··· RECORDS

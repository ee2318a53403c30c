// affiliate-backend/src/domain/campaign_influencer_model.rs

use sea_orm::entity::prelude::*;
use serde::{Deserialize, Serialize};

/// キャンペーンとインフルエンサーの多対多中間テーブル
#[derive(Clone, Debug, PartialEq, Eq, DeriveEntityModel, Serialize, Deserialize)]
#[sea_orm(table_name = "campaign_influencers")]
pub struct Model {
    #[sea_orm(primary_key, auto_increment = false)]
    pub campaign_id: i32,
    #[sea_orm(primary_key, auto_increment = false)]
    pub influencer_id: i32,
}

#[derive(Copy, Clone, Debug, EnumIter, DeriveRelation)]
pub enum Relation {
    #[sea_orm(
        belongs_to = "crate::domain::campaign_model::Entity",
        from = "Column::CampaignId",
        to = "crate::domain::campaign_model::Column::Id"
    )]
    Campaign,
    #[sea_orm(
        belongs_to = "crate::domain::influencer_model::Entity",
        from = "Column::InfluencerId",
        to = "crate::domain::influencer_model::Column::Id"
    )]
    Influencer,
}

impl ActiveModelBehavior for ActiveModel {}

······

* **TASK STATEMENT**
Work out how many lines in the records above contain the word "derive". State only that number.

* **ANSWER SECTION**
2